The story revolves around two characters, Luc and Lularum, a young girl and boy and how their kitchen pantry was suddenly out of coffee. Lularum, a coffee lover is devastated and goes out in search for an everlasting cup of hot coffee. Luc, in turn, goes out in search for Lularum, who has now disappeared. The paintings narrated Lularum’s disappearance and the viewer is given the choice of whether Luc goes out in search of his partner or decides to do nothing. If the viewer decided that Luc does nothing, the viewer is then led to a series of paintings in which, Luc is enveloped in a mysterious fog and comes across Lularum in a mirror holding an everlasting cup of hot coffee. If the viewer decides that Luc should go in search for Lularum, the viewer is led to the video game. The video game is an adventure of Lularum’s search for the everlasting cup of hot coffee in the coffee cave. She goes through many obstacles and the viewer decides the ending. The endings are all emotional and occasionally sad and lonely. In one ending Lularum gives up her search for coffee to be reunited with Luc. In another, she chooses to go to a cafe for a cup of coffee and her search for true happiness is abandoned for convenient shortcuts. One ending is which Lularum gets the everlasting cup of hot coffee but is seen drinking it alone without her partner Luc; an incompletion of happiness of acquiring a material thing without a presence of a loved one.

 

The making of the game was all carried out by Bigatti; he used a device called ‘Makey Makey’ to connect the user interface to the game. The animation in the video game was made with Medibang, a painting software used by Hashmi. In total Hashmi created 14-18 animations on Medibang and 18 individual paintings.

 

An important and characteristic aspect of Hashmi’s gouache paintings is that they were inspired by Anime and Manga art. “My previous miniature paintings were often an amalgamation of Anime and Persian miniature. The artists in the Persian karkhana received their tutelage from Chinese watercolorists and Japanese Ukiyo-e. The Persians and Japanese studied under Chinese tutelage and the history of Anime and Manga comes from Ukiyo-e.”

 

Ukiyo-e is a genre of Japanese art, which flourished from the 17th to 19th centuries. Its artists produced woodblock prints and paintings subjects such as, women, kabuki actors and sumo wrestlers, scenes from history and folk tales, travel scenes and landscapes, flora and fauna and erotica. The word Manga comes from the word ‘disposable’ or literally, consumed and thrown and is therefore, in opposition to miniature, which were preserved in the manuscripts of the kings court. Hashmi added, “I also chose miniature as my artistic expression because of its narrative and storytelling quality. All the manuscripts like Shahnama, Badshahnama and Hamzanama narrated tales about the emperors’ courts. I enjoy telling stories through my paintings and I also enjoy developing imaginary characters within these narratives.”

 

Hashmi’s work is a reflection of who she is and the work comes out of a genuine love for what she does. Her characters are illustrative and are placed before comforting backdrops. Her characters are a reflection of the artist’s personality; whimsical, innocent and otherworldly.

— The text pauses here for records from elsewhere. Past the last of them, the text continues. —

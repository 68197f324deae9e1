use crate::error::FlowError;
use serde::Serialize;
use serde_json::{Map, Value};

#[derive(PartialEq, Eq, Clone, Copy, Debug)]
pub enum AppMode {
    Normal,
    Insert,
}

#[derive(PartialEq, Eq, Clone, Copy, Debug, Serialize)]
#[serde(rename_all = "lowercase")]
pub enum MediaKind {
    Video,
    Audio,
}

impl MediaKind {
    pub fn endpoint(self) -> &'static str {
        match self {
            MediaKind::Video => "video",
            MediaKind::Audio => "audio",
        }
    }

    pub fn name(self) -> &'static str {
        match self {
            MediaKind::Video => "Video",
            MediaKind::Audio => "Audio",
        }
    }
}

#[derive(PartialEq, Eq, Clone, Debug)]
pub struct Session {
    pub submitted_url: String,
    pub media_kind: Option<MediaKind>,
}

impl Session {
    pub fn new(url: impl Into<String>) -> Self {
        Self {
            submitted_url: url.into(),
            media_kind: None,
        }
    }

    pub fn with_kind(&self, kind: MediaKind) -> Self {
        Self {
            submitted_url: self.submitted_url.clone(),
            media_kind: Some(kind),
        }
    }

    pub fn unselected(&self) -> Self {
        Self::new(self.submitted_url.clone())
    }
}

#[derive(PartialEq, Eq, Clone, Debug)]
pub struct Quality {
    pub label: String,
    pub detail: String,
}

#[derive(PartialEq, Eq, Clone, Debug, Default)]
pub struct FormatCatalog {
    pub formats: Vec<String>,
    pub qualities: Vec<Quality>,
}

impl FormatCatalog {
    /// Picks the arrays relevant to `kind` out of a `/formats` body.
    ///
    /// The kind's format array is required; a missing `available_qualities`
    /// yields an empty quality list. Quality order follows the body.
    pub fn from_response(kind: MediaKind, body: &Value) -> Result<Self, FlowError> {
        let key = match kind {
            MediaKind::Video => "video_formats",
            MediaKind::Audio => "audio_formats",
        };

        let formats = body
            .get(key)
            .and_then(Value::as_array)
            .ok_or_else(|| FlowError::Protocol(format!("Response is missing {key}")))?
            .iter()
            .filter_map(|v| v.as_str().map(str::to_string))
            .collect();

        let empty = Map::new();
        let qualities = body
            .get("available_qualities")
            .and_then(Value::as_object)
            .unwrap_or(&empty)
            .iter()
            .map(|(label, meta)| Quality {
                label: label.clone(),
                detail: match meta {
                    Value::String(s) => s.clone(),
                    Value::Null => String::new(),
                    other => other.to_string(),
                },
            })
            .collect();

        Ok(Self { formats, qualities })
    }

    pub fn contains(&self, selection: &Selection) -> bool {
        self.formats.iter().any(|f| *f == selection.format)
            && self.qualities.iter().any(|q| q.label == selection.quality)
    }
}

#[derive(PartialEq, Eq, Clone, Debug, Serialize)]
pub struct Selection {
    pub format: String,
    pub quality: String,
}

#[derive(PartialEq, Eq, Clone, Copy, Debug)]
pub enum DownloadStatus {
    Success,
    Failure,
}

#[derive(PartialEq, Eq, Clone, Debug)]
pub struct DownloadResult {
    pub status: DownloadStatus,
    pub link: Option<String>,
}

impl DownloadResult {
    pub fn from_response(body: &Value) -> Self {
        let status = body.get("status").and_then(Value::as_str);
        let link = body
            .get("message")
            .and_then(Value::as_str)
            .filter(|m| !m.trim().is_empty());

        match (status, link) {
            (Some("success"), Some(link)) => Self {
                status: DownloadStatus::Success,
                link: Some(link.to_string()),
            },
            _ => Self {
                status: DownloadStatus::Failure,
                link: None,
            },
        }
    }
}
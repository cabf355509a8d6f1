//! Measurement computation and report assembly.
//!
//! [`MeasurementReport::compute`] is the single "calculate" action: it checks
//! that the required views are complete, snapshots their point lists,
//! calibrates, measures the named landmark pairs, runs the girths through the
//! ellipse estimator, and derives the secondary measurements. The produced
//! report is immutable; export is a separate, retryable step.

use serde::{Deserialize, Serialize};

use crate::calibrate::CalibrationContext;
use crate::ellipse::FitFactors;
use crate::error::Result;
use crate::regress::{CoefficientTable, DerivedMeasurement, RegressionInputs};
use crate::types::{Landmark, Point, Subject, ViewKind};
use crate::view::View;

/// A girth measured from a named landmark pair per view, never from raw
/// array positions, so capture-order quirks cannot swap measurements.
struct Girth {
    name: &'static str,
    /// Fit factor segment name.
    segment: &'static str,
    /// Front-view width pair.
    width: (&'static str, &'static str),
    /// Side-view depth pair.
    depth: (&'static str, &'static str),
}

const GIRTHS: &[Girth] = &[
    Girth {
        name: "Chest Circumference",
        segment: "chest",
        width: ("Left Chest", "Right Chest"),
        depth: ("Chest Front", "Chest Back"),
    },
    Girth {
        name: "Waist Circumference",
        segment: "waist",
        width: ("Left Waist", "Right Waist"),
        depth: ("Waist Front", "Waist Back"),
    },
];

/// Arms-apart girth supplement: the elbow span divided by this gives an arm
/// width, treated as a circular cross-section.
const ARM_SPAN_DIVISOR: f32 = 4.0;

/// A directly measured body dimension: a width/depth landmark-pair distance
/// pushed through the ellipse estimator. `value` is `None` when the inputs
/// were degenerate; the rest of the report still computes.
#[derive(Debug, Clone, PartialEq, Serialize, Deserialize)]
pub struct PrimaryMeasurement {
    pub name: String,
    pub width_px: f32,
    pub depth_px: f32,
    pub width_unit: f32,
    pub depth_unit: f32,
    /// Fit-factored circumference in physical units.
    pub value: Option<f32>,
}

/// The point list of one view as captured at computation time.
#[derive(Debug, Clone, PartialEq, Serialize, Deserialize)]
pub struct ViewRecord {
    pub kind: ViewKind,
    pub landmarks: Vec<Landmark>,
}

/// Everything the measurement engine is configured with. All of it is data:
/// swapping coefficient sets or fit factors never touches code.
#[derive(Debug, Clone, PartialEq, Default, Serialize, Deserialize)]
pub struct EngineConfig {
    pub fit_factors: FitFactors,
    pub coefficients: CoefficientTable,
}

/// One subject's computed measurements, ready for export.
#[derive(Debug, Clone, PartialEq, Serialize, Deserialize)]
pub struct MeasurementReport {
    pub subject: Subject,
    pub scale_factor: f32,
    /// Captured point lists in view order (front, side, then arms if given).
    pub views: Vec<ViewRecord>,
    /// Primaries in measurement-table order.
    pub primaries: Vec<PrimaryMeasurement>,
    /// Derived measurements sorted by name.
    pub derived: Vec<DerivedMeasurement>,
}

impl MeasurementReport {
    /// Compute a report from completed front and side views (and an optional
    /// arms-apart view). Fails before any arithmetic when a view is
    /// incomplete or calibration inputs are invalid; individual degenerate
    /// measurements are recorded as invalid instead of aborting.
    pub fn compute(
        subject: Subject,
        front: &View,
        side: &View,
        arms: Option<&View>,
        config: &EngineConfig,
    ) -> Result<Self> {
        front.ensure_complete()?;
        side.ensure_complete()?;
        if let Some(arms) = arms {
            arms.ensure_complete()?;
        }

        // Snapshots decouple the computation from later view edits.
        let front_points = front.snapshot();
        let side_points = side.snapshot();
        let arms_points = arms.map(|v| v.snapshot());

        let calibration =
            CalibrationContext::from_views(&front_points, &side_points, subject.height)?;

        let mut primaries = Vec::with_capacity(GIRTHS.len() + 1);
        for girth in GIRTHS {
            primaries.push(measure_girth(
                girth,
                &front_points,
                &side_points,
                &calibration,
                &config.fit_factors,
            ));
        }
        if let Some(arms_points) = &arms_points {
            primaries.push(measure_arm_girth(
                arms_points,
                &calibration,
                &config.fit_factors,
            ));
        }

        let find = |name: &str| {
            primaries
                .iter()
                .find(|p| p.name == name)
                .and_then(|p| p.value)
        };
        let inputs = RegressionInputs {
            chest: find("Chest Circumference"),
            waist: find("Waist Circumference"),
            height: subject.height,
        };

        let mut derived = config.coefficients.derive(subject.gender, &inputs)?;
        derived.sort_by(|a, b| a.name.cmp(&b.name));

        let mut views = vec![
            ViewRecord {
                kind: ViewKind::Front,
                landmarks: front_points,
            },
            ViewRecord {
                kind: ViewKind::Side,
                landmarks: side_points,
            },
        ];
        if let Some(landmarks) = arms_points {
            views.push(ViewRecord {
                kind: ViewKind::Arms,
                landmarks,
            });
        }

        Ok(Self {
            subject,
            scale_factor: calibration.scale_factor,
            views,
            primaries,
            derived,
        })
    }
}

fn lookup(landmarks: &[Landmark], label: &str) -> Option<Point> {
    landmarks
        .iter()
        .find(|l| l.label == label)
        .map(|l| l.point)
}

fn pair_distance(landmarks: &[Landmark], pair: (&str, &str)) -> f32 {
    match (lookup(landmarks, pair.0), lookup(landmarks, pair.1)) {
        (Some(a), Some(b)) => a.distance(&b),
        // Unreachable for complete standard views; a zero extent is caught
        // by the ellipse estimator and marked invalid.
        _ => 0.0,
    }
}

fn measure_girth(
    girth: &Girth,
    front: &[Landmark],
    side: &[Landmark],
    calibration: &CalibrationContext,
    fit_factors: &FitFactors,
) -> PrimaryMeasurement {
    let width_px = pair_distance(front, girth.width);
    let depth_px = pair_distance(side, girth.depth);
    let width_unit = calibration.to_units(width_px);
    let depth_unit = calibration.to_units(depth_px);

    PrimaryMeasurement {
        name: girth.name.to_string(),
        width_px,
        depth_px,
        width_unit,
        depth_unit,
        value: fit_factors
            .fitted_estimate(girth.segment, width_unit, depth_unit)
            .ok(),
    }
}

/// Upper arm girth from the arms-apart view: elbow span / 4 as both width
/// and depth (circular cross-section).
fn measure_arm_girth(
    arms: &[Landmark],
    calibration: &CalibrationContext,
    fit_factors: &FitFactors,
) -> PrimaryMeasurement {
    let span_px = pair_distance(arms, ("Left Elbow", "Right Elbow"));
    let width_px = span_px / ARM_SPAN_DIVISOR;
    let width_unit = calibration.to_units(width_px);

    PrimaryMeasurement {
        name: "Upper Arm Circumference".to_string(),
        width_px,
        depth_px: width_px,
        width_unit,
        depth_unit: width_unit,
        value: fit_factors
            .fitted_estimate("upper arm", width_unit, width_unit)
            .ok(),
    }
}
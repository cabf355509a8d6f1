use serde::{Deserialize, Serialize};

/// A 2D point in pixel coordinates.
#[derive(Debug, Clone, Copy, PartialEq, Serialize, Deserialize)]
pub struct Point {
    pub x: f32,
    pub y: f32,
}

impl Point {
    pub const fn new(x: f32, y: f32) -> Self {
        Self { x, y }
    }

    pub const fn zero() -> Self {
        Self { x: 0.0, y: 0.0 }
    }

    /// Euclidean distance to another point.
    pub fn distance(&self, other: &Point) -> f32 {
        let dx = self.x - other.x;
        let dy = self.y - other.y;
        (dx * dx + dy * dy).sqrt()
    }
}

impl std::ops::Add for Point {
    type Output = Self;

    fn add(self, rhs: Self) -> Self::Output {
        Self {
            x: self.x + rhs.x,
            y: self.y + rhs.y,
        }
    }
}

impl std::ops::Sub for Point {
    type Output = Self;

    fn sub(self, rhs: Self) -> Self::Output {
        Self {
            x: self.x - rhs.x,
            y: self.y - rhs.y,
        }
    }
}

impl std::ops::Mul<f32> for Point {
    type Output = Self;

    fn mul(self, rhs: f32) -> Self::Output {
        Self {
            x: self.x * rhs,
            y: self.y * rhs,
        }
    }
}

/// Subject gender, used as a lookup key into the regression coefficient
/// table. Adding a category means adding a variant here and rows to the
/// table; no measurement logic branches on it.
#[derive(Debug, Clone, Copy, PartialEq, Eq, Hash, Serialize, Deserialize)]
pub enum Gender {
    Male,
    Female,
}

impl std::fmt::Display for Gender {
    fn fmt(&self, f: &mut std::fmt::Formatter<'_>) -> std::fmt::Result {
        match self {
            Gender::Male => write!(f, "Male"),
            Gender::Female => write!(f, "Female"),
        }
    }
}

/// Camera angle a set of landmarks was captured from.
#[derive(Debug, Clone, Copy, PartialEq, Eq, Hash, Serialize, Deserialize)]
pub enum ViewKind {
    Front,
    Side,
    /// Arms-apart auxiliary view, used for arm girth estimation.
    Arms,
}

impl ViewKind {
    /// The labels this view requires, in capture order.
    pub fn required_labels(&self) -> &'static [&'static str] {
        match self {
            ViewKind::Front => &[
                "Top of Head",
                "Left Chest",
                "Right Chest",
                "Left Waist",
                "Right Waist",
                "Bottom of Feet",
            ],
            ViewKind::Side => &[
                "Top of Head",
                "Chest Front",
                "Chest Back",
                "Waist Front",
                "Waist Back",
                "Bottom of Feet",
            ],
            ViewKind::Arms => &["Left Wrist", "Left Elbow", "Right Elbow", "Right Wrist"],
        }
    }
}

impl std::fmt::Display for ViewKind {
    fn fmt(&self, f: &mut std::fmt::Formatter<'_>) -> std::fmt::Result {
        match self {
            ViewKind::Front => write!(f, "front"),
            ViewKind::Side => write!(f, "side"),
            ViewKind::Arms => write!(f, "arms"),
        }
    }
}

/// A labeled anatomical reference point on one photographic view.
#[derive(Debug, Clone, PartialEq, Serialize, Deserialize)]
pub struct Landmark {
    pub label: String,
    pub point: Point,
}

impl Landmark {
    pub fn new(label: impl Into<String>, point: Point) -> Self {
        Self {
            label: label.into(),
            point,
        }
    }
}

/// Subject metadata needed for calibration and regression.
#[derive(Debug, Clone, Copy, PartialEq, Serialize, Deserialize)]
pub struct Subject {
    /// Height in physical units (cm by convention); sets the output unit.
    pub height: f32,
    pub gender: Gender,
}

#[cfg(test)]
mod tests {
    use super::*;

    #[test]
    fn point_arithmetic() {
        let a = Point::new(1.0, 2.0);
        let b = Point::new(3.0, 4.0);

        let sum = a + b;
        assert_eq!(sum.x, 4.0);
        assert_eq!(sum.y, 6.0);

        let diff = b - a;
        assert_eq!(diff.x, 2.0);
        assert_eq!(diff.y, 2.0);

        let scaled = a * 2.0;
        assert_eq!(scaled.x, 2.0);
        assert_eq!(scaled.y, 4.0);
    }

    #[test]
    fn distance_zero_on_identical_points() {
        let p = Point::new(12.5, -3.0);
        assert_eq!(p.distance(&p), 0.0);
    }

    #[test]
    fn distance_symmetric() {
        let a = Point::new(70.0, 200.0);
        let b = Point::new(130.0, 200.0);
        assert_eq!(a.distance(&b), b.distance(&a));
        assert!((a.distance(&b) - 60.0).abs() < 1e-6);
    }

    #[test]
    fn distance_pythagorean() {
        let a = Point::new(0.0, 0.0);
        let b = Point::new(3.0, 4.0);
        assert!((a.distance(&b) - 5.0).abs() < 1e-6);
    }

    #[test]
    fn view_label_counts() {
        assert_eq!(ViewKind::Front.required_labels().len(), 6);
        assert_eq!(ViewKind::Side.required_labels().len(), 6);
        assert_eq!(ViewKind::Arms.required_labels().len(), 4);
    }
}
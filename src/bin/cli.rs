//! CLI adapter for the measurement engine.
//!
//! Usage:
//!   body-tape annotations.json                  # CSV to stdout
//!   body-tape annotations.json -o report.csv    # CSV to file
//!   body-tape annotations.json --json           # report as JSON
//!
//! The annotation file supplies completed point sets in capture order:
//!
//! ```json
//! {
//!   "height": 170.0,
//!   "gender": "Male",
//!   "front": [{ "label": "Top of Head", "x": 100.0, "y": 50.0 }, ...],
//!   "side":  [...],
//!   "arms":  [...]
//! }
//! ```

use clap::Parser;
use serde::Deserialize;
use std::path::PathBuf;

use body_tape::{
    export, CoefficientTable, EngineConfig, FitFactors, Gender, MeasurementReport, Point,
    Subject, View, ViewKind,
};

#[derive(Parser, Debug)]
#[command(name = "body-tape")]
#[command(author, version, about = "Body measurements from annotated photos", long_about = None)]
struct Args {
    /// Annotation JSON file with subject data and per-view points
    #[arg(required = true)]
    annotations: PathBuf,

    /// Output file (default: stdout)
    #[arg(short, long)]
    output: Option<PathBuf>,

    /// Emit the full report as JSON instead of CSV
    #[arg(short, long)]
    json: bool,

    /// Regression coefficient table (JSON); defaults to the built-in table
    #[arg(long)]
    coefficients: Option<PathBuf>,

    /// Garment fit factor table (JSON); defaults to the built-in factors
    #[arg(long)]
    fit_factors: Option<PathBuf>,

    /// Unit label for exported values
    #[arg(long, default_value = "cm")]
    unit: String,

    /// Show verbose output
    #[arg(short, long)]
    verbose: bool,
}

#[derive(Deserialize)]
struct LandmarkIn {
    label: String,
    x: f32,
    y: f32,
}

#[derive(Deserialize)]
struct AnnotationFile {
    height: f32,
    gender: Gender,
    front: Vec<LandmarkIn>,
    side: Vec<LandmarkIn>,
    #[serde(default)]
    arms: Option<Vec<LandmarkIn>>,
}

fn main() {
    let args = Args::parse();

    if let Err(e) = run(&args) {
        eprintln!("Error: {}", e);
        std::process::exit(1);
    }
}

fn run(args: &Args) -> Result<(), Box<dyn std::error::Error>> {
    if args.verbose {
        eprintln!("Loading annotations from {:?}...", args.annotations);
    }
    let text = std::fs::read_to_string(&args.annotations)?;
    let annotations: AnnotationFile = serde_json::from_str(&text)?;

    let config = EngineConfig {
        coefficients: match &args.coefficients {
            Some(path) => {
                if args.verbose {
                    eprintln!("Loading coefficient table from {:?}...", path);
                }
                CoefficientTable::load(path)?
            }
            None => CoefficientTable::default(),
        },
        fit_factors: match &args.fit_factors {
            Some(path) => {
                if args.verbose {
                    eprintln!("Loading fit factors from {:?}...", path);
                }
                FitFactors::load(path)?
            }
            None => FitFactors::default(),
        },
    };

    let front = build_view(ViewKind::Front, &annotations.front)?;
    let side = build_view(ViewKind::Side, &annotations.side)?;
    let arms = annotations
        .arms
        .as_deref()
        .map(|points| build_view(ViewKind::Arms, points))
        .transpose()?;

    let subject = Subject {
        height: annotations.height,
        gender: annotations.gender,
    };

    if args.verbose {
        eprintln!("Computing measurements...");
    }
    let report = MeasurementReport::compute(subject, &front, &side, arms.as_ref(), &config)?;

    if args.verbose {
        eprintln!(
            "Scale factor: {:.4} {} per pixel; {} primaries, {} derived",
            report.scale_factor,
            args.unit,
            report.primaries.len(),
            report.derived.len()
        );
    }

    let output_str = if args.json {
        serde_json::to_string_pretty(&report)?
    } else {
        export::render_csv(&report, &args.unit)
    };

    if let Some(ref path) = args.output {
        std::fs::write(path, &output_str)?;
        if args.verbose {
            eprintln!("Output written to {:?}", path);
        }
    } else {
        print!("{}", output_str);
    }

    Ok(())
}

fn build_view(kind: ViewKind, points: &[LandmarkIn]) -> Result<View, body_tape::Error> {
    let mut view = View::new(kind);
    for p in points {
        view.register_point(&p.label, Point::new(p.x, p.y))?;
    }
    Ok(view)
}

Her characters share in her uniqueness; a person different from the rest.

 

The duos art appeared as a genuine expression of who they are. There is no pretence of being idiosyncratic. Bigatto shows an aesthetic sensibility and appreciation of art; he solely carried out the compositions of the artworks without any formal education in visual art.

 

Hashmi is a visual artist who graduated from the National College of Arts, Lahore in the department of miniature and is currently teaching illustration and thesis research at COMSATS Islamabad. Bigatto is a system analyst who graduated from Faculdade De Tecnologia, Sao Paulo Brazil, in Software Engineering.